Lewis has repeatedly stressed that the hospital will go broke if it doesn’t control its costs.

He said OMC and other hospitals are struggling with the bad economy and uncertainties over the future of Medicare and Medicaid reimbursements and health care reform.

Hospital officials said current staffing levels and proposed health care benefits are competitive with other hospitals around the state.

Efforts to obtain the actual proposals from OMC and the union were unsuccessful.

“The hospital needs to hear our staffing concerns and guarantee staffing in our contract,” said Christy Wright, an emergency room nurse who criticized the Peninsula Daily News at the rally for what she called unbalanced coverage of the negotiations

“In the ER alone, we’ve had 20 to 40 unfilled shifts every month for most of this year,” Wright said.
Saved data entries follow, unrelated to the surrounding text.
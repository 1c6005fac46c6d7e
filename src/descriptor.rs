use serde::Serialize;
use std::path::PathBuf;

#[derive(Debug, Clone, Copy, PartialEq, Eq, Hash, Serialize)]
#[serde(rename_all = "lowercase")]
pub enum TypeKind {
    Class,
    Interface,
    Trait,
}

/// A declared annotation or attribute. `target` is the resolved type name
/// when the reflector could resolve it.
#[derive(Debug, Clone, PartialEq, Eq, Serialize)]
pub struct Annotation {
    pub name: String,
    #[serde(skip_serializing_if = "Option::is_none")]
    pub target: Option<String>,
}

impl Annotation {
    pub fn new(name: impl Into<String>) -> Self {
        Self {
            name: name.into(),
            target: None,
        }
    }

    pub fn resolved(name: impl Into<String>, target: impl Into<String>) -> Self {
        Self {
            name: name.into(),
            target: Some(target.into()),
        }
    }

    pub fn type_name(&self) -> &str {
        self.target.as_deref().unwrap_or(&self.name)
    }
}

/// Reflected metadata about one class, interface or trait.
#[derive(Debug, Clone, PartialEq, Eq, Serialize)]
pub struct TypeDescriptor {
    pub name: String,
    pub kind: TypeKind,
    pub is_abstract: bool,
    #[serde(skip_serializing_if = "Option::is_none")]
    pub supertype: Option<String>,
    pub interfaces: Vec<String>,
    pub annotations: Vec<Annotation>,
    #[serde(skip_serializing_if = "Option::is_none")]
    pub file: Option<PathBuf>,
}

impl TypeDescriptor {
    pub fn new(name: impl Into<String>, kind: TypeKind) -> Self {
        Self {
            name: name.into(),
            kind,
            is_abstract: kind != TypeKind::Class,
            supertype: None,
            interfaces: Vec::new(),
            annotations: Vec::new(),
            file: None,
        }
    }

    pub fn class(name: impl Into<String>) -> Self {
        Self::new(name, TypeKind::Class)
    }

    pub fn interface(name: impl Into<String>) -> Self {
        Self::new(name, TypeKind::Interface)
    }

    pub fn trait_(name: impl Into<String>) -> Self {
        Self::new(name, TypeKind::Trait)
    }

    pub fn abstract_(mut self) -> Self {
        self.is_abstract = true;
        self
    }

    pub fn extends(mut self, supertype: impl Into<String>) -> Self {
        self.supertype = Some(supertype.into());
        self
    }

    pub fn implements<I, S>(mut self, interfaces: I) -> Self
    where
        I: IntoIterator<Item = S>,
        S: Into<String>,
    {
        self.interfaces.extend(interfaces.into_iter().map(Into::into));
        self
    }

    pub fn annotated(mut self, annotation: Annotation) -> Self {
        self.annotations.push(annotation);
        self
    }

    pub fn located_at(mut self, file: impl Into<PathBuf>) -> Self {
        self.file = Some(file.into());
        self
    }

    pub fn is_instantiable(&self) -> bool {
        self.kind == TypeKind::Class && !self.is_abstract
    }
}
“That kind of short staffing means that critical-care patients are stuck waiting for treatment.

“It also means that nurses get stretched thin covering too many patients,” she added.

“We need guaranteed staffing levels for the sake of all our patients.”
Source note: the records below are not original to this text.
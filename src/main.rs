use anyhow::{Context, Result};
use clap::Parser;
use class_discovery::cli::{Cli, Commands, OutputFormat};
use class_discovery::config::{build_finder, load_state, resolve_source};
use class_discovery::{JavaReflector, TypeDescriptor};
use serde::Serialize;
use std::time::Instant;

fn main() -> Result<()> {
    env_logger::Builder::from_env(env_logger::Env::default().default_filter_or("warn")).init();
    let cli = Cli::parse();

    let source = resolve_source(&cli)?;
    let state = load_state(&source)?;

    match cli.command {
        Commands::List { filters, format } => {
            let reflector = JavaReflector::new(state.clone());
            let finder = build_finder(&source, &state, &filters, reflector)?;

            let start = Instant::now();
            let classes: Vec<TypeDescriptor> = finder.iter().map(|(_, d)| d).collect();
            let result = ListResult {
                count: classes.len(),
                duration_ms: start.elapsed().as_millis() as u64,
                classes,
            };
            write_list_output(&result, format)?;
        }
        Commands::Locate { class_name } => {
            let file = state
                .find_file(class_name.trim())
                .with_context(|| format!("Class not found: {class_name}"))?;
            println!("{}", file.display());
        }
    }

    Ok(())
}

#[derive(Debug, Serialize)]
struct ListResult {
    count: usize,
    duration_ms: u64,
    classes: Vec<TypeDescriptor>,
}

fn write_list_output(result: &ListResult, format: OutputFormat) -> Result<()> {
    match format {
        OutputFormat::Json => println!("{}", serde_json::to_string_pretty(result)?),
        OutputFormat::Text => {
            for class in &result.classes {
                let file = class
                    .file
                    .as_deref()
                    .map(|p| p.display().to_string())
                    .unwrap_or_default();
                println!("{}\t{}", class.name, file);
            }
            eprintln!(
                "[class-discovery] {} classes in {} ms",
                result.count, result.duration_ms
            );
        }
    }
    Ok(())
}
Picketers said there are usually five to seven nurses on a given shift at OMC’s 24-hour emergency room. That translates to 150 to 210 eight-hour shifts per month.

Loomis said the staffing levels have been a “chronic” problem at the hospital.

“It’s not acceptable for patient safety,” Cary added.

Chief Nursing Officer Lorraine Wall responded to the union claims in a Thursday statement.

“These allegations about ER staffing are untrue,” Wall said.

“Our standard of care is that we triage our critical patients so they receive immediate care and attention.

“This sudden public focus on ‘guaranteed staffing in our contract’ is a common — but unsuccessful — SEIU pressure tactic,” Wall said.

“There is a reason that no other hospital in Washington state has agreed to SEIU’s proposals in this area.”

In a 40-minute interview last week, Lewis said the staffing claims are “unfounded and misleading.”

He said OMC hires staff to meet patient needs as best as those needs can be anticipated.

Lewis said:

■ OMC constantly recruits staff to fill vacancies and periodically adds new positions to keep up with growth.

■ Patient volumes change significantly at a rural, regional hospital, but OMC manages the challenge well.

■ OMC uses unit-based staffing committees to analyze capacity data and responds quickly.

“Assuring safe, quality patient care isn’t measured by a guaranteed number; it is a level that we evaluate constantly throughout the day as it reflects changes in the number of patients we actually have and just how ill or injured our patients actually are,” Wall said.

Wages and benefits

Some union members took issue with Lewis’ earlier claim that the average full-time nurse earns more than $100,000 in wages and benefits.

“His numbers are the exception; they aren’t the rule,” Loomis said.

Cary added: “Of our membership, there are dietary workers who make $1,300 a month. There are CNAs, certified nursing assistants, who make $1,700 a month.”

Employees would continue to pay noting for their own health care under OMC’s current proposal.

OMC is asking employees to pay 25 percent, or about $95 per month, to cover their children. Children were fully covered under the old agreement.

“When they say it’s $95 — no,” Cary countered.

“The health care premium went up 16 percent last year, so when you talk about 25 percent of the premium, that’s going to go up.

“So when they cite this $95, that’s not a real number. That’s not management’s proposal.”

Cary said heath care costs will rise even more for part-time workers. She said OMC’s proposal will add to charity care for the hospital.

Dan Grimes, a materials management employee, said most OMC workers live paycheck to paycheck.

He said the increase to health care premiums, which are the same for management, will be easier for his bosses to absorb because they make more money.

“We just want it to be fair and equitable,” Grimes said.

“We want to take care of the patients, and we just want to be able to take care of our families.”